_Required action_
Looking at the entries below, state how many lines contain the word "keep". Give the number alone.

_Data for this exercise_
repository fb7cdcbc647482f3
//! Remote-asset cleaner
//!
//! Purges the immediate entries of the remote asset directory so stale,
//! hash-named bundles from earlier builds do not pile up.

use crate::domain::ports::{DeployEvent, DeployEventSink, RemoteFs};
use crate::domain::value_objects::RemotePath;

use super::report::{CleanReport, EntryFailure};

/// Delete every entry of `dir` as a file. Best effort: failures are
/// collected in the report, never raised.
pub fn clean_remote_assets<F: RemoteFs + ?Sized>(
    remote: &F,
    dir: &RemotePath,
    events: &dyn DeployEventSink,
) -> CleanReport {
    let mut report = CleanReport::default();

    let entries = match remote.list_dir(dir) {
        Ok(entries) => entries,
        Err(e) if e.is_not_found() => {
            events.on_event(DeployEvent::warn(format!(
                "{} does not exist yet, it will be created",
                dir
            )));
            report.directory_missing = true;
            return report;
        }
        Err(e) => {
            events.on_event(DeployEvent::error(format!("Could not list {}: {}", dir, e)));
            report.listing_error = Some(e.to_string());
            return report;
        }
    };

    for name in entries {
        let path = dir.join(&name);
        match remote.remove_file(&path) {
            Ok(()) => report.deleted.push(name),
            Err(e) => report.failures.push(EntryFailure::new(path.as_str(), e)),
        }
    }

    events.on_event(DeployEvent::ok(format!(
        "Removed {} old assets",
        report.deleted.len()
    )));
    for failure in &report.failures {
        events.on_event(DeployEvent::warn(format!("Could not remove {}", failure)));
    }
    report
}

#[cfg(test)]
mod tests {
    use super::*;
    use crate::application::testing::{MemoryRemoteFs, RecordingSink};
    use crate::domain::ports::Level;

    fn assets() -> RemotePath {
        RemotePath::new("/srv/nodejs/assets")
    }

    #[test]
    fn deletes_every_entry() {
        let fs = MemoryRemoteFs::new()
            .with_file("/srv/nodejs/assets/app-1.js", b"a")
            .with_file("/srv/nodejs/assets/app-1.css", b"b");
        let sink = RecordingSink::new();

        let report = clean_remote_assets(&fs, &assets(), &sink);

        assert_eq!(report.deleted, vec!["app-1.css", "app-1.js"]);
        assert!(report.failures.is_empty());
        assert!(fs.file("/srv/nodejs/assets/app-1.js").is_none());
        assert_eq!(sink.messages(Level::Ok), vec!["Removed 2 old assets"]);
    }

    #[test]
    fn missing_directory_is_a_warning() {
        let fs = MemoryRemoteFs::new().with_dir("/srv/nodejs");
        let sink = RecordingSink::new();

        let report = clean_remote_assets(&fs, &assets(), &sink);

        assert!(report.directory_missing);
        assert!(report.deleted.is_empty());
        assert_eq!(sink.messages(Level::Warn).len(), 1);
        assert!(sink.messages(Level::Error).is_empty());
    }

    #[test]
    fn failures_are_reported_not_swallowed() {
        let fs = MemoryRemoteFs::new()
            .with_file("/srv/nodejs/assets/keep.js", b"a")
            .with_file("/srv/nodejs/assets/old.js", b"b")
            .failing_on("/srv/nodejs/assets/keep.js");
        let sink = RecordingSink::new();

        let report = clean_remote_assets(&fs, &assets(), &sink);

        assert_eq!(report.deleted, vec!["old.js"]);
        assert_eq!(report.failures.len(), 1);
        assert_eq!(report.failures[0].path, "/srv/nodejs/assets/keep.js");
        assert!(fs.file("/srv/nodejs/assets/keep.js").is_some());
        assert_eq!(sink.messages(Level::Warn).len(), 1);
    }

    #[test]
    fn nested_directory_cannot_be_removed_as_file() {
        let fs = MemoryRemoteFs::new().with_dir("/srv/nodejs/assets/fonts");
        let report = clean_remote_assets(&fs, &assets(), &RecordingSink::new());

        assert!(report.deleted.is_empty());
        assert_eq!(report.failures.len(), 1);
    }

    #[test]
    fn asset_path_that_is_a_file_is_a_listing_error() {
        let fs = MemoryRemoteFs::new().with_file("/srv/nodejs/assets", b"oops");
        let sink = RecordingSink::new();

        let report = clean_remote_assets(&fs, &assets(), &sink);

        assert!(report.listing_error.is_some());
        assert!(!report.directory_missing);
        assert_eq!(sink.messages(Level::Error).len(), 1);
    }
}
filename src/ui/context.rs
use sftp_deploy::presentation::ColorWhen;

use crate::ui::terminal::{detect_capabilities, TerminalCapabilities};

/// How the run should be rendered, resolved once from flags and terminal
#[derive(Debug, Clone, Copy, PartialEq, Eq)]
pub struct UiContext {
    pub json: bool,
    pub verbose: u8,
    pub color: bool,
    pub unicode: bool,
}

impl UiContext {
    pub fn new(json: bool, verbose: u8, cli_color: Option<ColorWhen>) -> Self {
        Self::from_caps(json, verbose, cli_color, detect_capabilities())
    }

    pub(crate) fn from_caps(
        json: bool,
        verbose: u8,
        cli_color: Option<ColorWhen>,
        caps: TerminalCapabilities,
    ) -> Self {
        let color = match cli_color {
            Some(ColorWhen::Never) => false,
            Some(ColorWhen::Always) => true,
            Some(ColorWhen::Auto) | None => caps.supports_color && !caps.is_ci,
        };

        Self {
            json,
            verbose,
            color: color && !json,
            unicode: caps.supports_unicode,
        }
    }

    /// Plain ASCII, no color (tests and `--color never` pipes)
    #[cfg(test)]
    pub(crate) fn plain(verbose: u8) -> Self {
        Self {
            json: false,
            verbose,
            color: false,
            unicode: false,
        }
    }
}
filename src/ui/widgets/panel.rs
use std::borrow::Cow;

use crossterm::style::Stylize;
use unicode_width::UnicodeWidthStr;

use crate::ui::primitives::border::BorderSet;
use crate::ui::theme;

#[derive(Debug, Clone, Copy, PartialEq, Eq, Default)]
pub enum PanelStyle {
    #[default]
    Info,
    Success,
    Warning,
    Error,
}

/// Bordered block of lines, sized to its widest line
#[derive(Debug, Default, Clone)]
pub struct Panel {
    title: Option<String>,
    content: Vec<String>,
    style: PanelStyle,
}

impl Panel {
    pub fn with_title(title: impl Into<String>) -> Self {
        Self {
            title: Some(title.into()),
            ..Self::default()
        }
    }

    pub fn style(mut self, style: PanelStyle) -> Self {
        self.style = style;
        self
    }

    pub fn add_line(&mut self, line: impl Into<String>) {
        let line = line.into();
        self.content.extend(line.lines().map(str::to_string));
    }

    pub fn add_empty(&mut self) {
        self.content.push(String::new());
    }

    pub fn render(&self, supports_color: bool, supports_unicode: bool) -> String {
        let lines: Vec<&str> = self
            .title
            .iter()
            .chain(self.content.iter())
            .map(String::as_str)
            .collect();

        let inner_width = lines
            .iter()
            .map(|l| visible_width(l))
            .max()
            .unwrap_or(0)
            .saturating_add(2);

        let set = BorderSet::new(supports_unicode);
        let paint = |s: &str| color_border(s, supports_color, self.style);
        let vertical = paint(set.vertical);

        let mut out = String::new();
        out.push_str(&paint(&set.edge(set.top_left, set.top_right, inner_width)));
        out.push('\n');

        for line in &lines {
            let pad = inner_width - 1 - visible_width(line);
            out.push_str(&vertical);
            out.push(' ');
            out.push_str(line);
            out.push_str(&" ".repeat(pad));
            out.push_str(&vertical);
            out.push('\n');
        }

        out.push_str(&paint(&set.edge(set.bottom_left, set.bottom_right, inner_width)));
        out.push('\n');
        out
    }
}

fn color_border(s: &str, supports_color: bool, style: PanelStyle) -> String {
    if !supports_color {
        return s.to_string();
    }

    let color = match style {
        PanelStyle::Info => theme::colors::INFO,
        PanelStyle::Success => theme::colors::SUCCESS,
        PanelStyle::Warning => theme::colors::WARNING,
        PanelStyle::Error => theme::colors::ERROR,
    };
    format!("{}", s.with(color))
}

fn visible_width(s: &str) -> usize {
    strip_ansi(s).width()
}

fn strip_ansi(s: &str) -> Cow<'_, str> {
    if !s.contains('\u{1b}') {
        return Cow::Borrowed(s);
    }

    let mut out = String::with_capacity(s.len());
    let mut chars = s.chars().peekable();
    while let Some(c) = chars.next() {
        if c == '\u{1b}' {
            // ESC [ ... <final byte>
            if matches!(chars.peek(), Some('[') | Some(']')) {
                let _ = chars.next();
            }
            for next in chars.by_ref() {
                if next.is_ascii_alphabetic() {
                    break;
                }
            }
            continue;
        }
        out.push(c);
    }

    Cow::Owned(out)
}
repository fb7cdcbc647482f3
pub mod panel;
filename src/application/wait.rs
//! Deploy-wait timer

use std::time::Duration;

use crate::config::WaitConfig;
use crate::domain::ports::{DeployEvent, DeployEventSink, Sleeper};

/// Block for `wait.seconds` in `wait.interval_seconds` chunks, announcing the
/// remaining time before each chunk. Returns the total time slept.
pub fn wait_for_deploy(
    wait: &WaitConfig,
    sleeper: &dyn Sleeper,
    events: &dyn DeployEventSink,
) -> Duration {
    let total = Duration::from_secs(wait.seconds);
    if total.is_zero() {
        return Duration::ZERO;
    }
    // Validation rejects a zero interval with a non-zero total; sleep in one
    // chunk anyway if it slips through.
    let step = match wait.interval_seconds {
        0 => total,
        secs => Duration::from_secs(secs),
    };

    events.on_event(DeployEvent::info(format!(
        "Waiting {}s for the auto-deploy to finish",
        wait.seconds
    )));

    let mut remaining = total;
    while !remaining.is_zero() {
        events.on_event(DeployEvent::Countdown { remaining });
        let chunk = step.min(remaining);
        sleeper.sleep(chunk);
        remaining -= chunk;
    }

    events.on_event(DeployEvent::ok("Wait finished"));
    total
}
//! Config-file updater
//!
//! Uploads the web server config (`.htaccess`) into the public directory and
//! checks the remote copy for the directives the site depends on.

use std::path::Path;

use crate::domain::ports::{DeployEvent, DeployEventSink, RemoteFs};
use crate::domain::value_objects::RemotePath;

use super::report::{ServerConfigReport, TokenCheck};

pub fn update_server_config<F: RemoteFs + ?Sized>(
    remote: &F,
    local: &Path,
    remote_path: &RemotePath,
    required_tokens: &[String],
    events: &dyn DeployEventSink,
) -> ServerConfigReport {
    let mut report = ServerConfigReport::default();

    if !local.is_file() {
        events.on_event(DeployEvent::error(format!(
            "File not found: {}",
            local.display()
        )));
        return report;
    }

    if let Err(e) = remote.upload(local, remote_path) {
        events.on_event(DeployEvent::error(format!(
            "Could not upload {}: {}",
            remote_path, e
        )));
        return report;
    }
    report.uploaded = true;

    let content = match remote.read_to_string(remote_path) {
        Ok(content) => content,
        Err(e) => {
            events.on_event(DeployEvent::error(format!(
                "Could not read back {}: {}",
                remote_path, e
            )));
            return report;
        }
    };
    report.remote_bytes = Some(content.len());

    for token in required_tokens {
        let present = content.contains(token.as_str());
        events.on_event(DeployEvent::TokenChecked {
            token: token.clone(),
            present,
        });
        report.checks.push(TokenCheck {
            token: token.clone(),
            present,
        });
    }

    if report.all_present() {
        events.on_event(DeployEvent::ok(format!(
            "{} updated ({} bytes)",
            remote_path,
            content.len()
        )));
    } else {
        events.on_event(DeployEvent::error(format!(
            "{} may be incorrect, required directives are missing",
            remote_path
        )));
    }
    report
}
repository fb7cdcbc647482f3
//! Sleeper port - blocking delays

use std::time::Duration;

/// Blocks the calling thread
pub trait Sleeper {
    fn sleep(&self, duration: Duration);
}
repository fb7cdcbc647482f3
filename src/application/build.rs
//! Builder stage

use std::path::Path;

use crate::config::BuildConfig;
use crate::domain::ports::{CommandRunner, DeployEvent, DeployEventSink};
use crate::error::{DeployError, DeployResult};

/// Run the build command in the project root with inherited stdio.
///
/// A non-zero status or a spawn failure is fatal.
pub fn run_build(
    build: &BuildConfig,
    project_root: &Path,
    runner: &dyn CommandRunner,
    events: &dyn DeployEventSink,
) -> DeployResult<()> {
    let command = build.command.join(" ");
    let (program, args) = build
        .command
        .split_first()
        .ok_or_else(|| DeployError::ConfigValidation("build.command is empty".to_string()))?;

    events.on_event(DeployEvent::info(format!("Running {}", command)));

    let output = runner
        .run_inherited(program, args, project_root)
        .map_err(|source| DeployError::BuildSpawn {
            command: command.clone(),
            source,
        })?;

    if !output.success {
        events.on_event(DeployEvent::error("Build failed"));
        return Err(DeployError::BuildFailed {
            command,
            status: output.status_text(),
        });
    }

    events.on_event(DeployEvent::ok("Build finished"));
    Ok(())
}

_Result_
4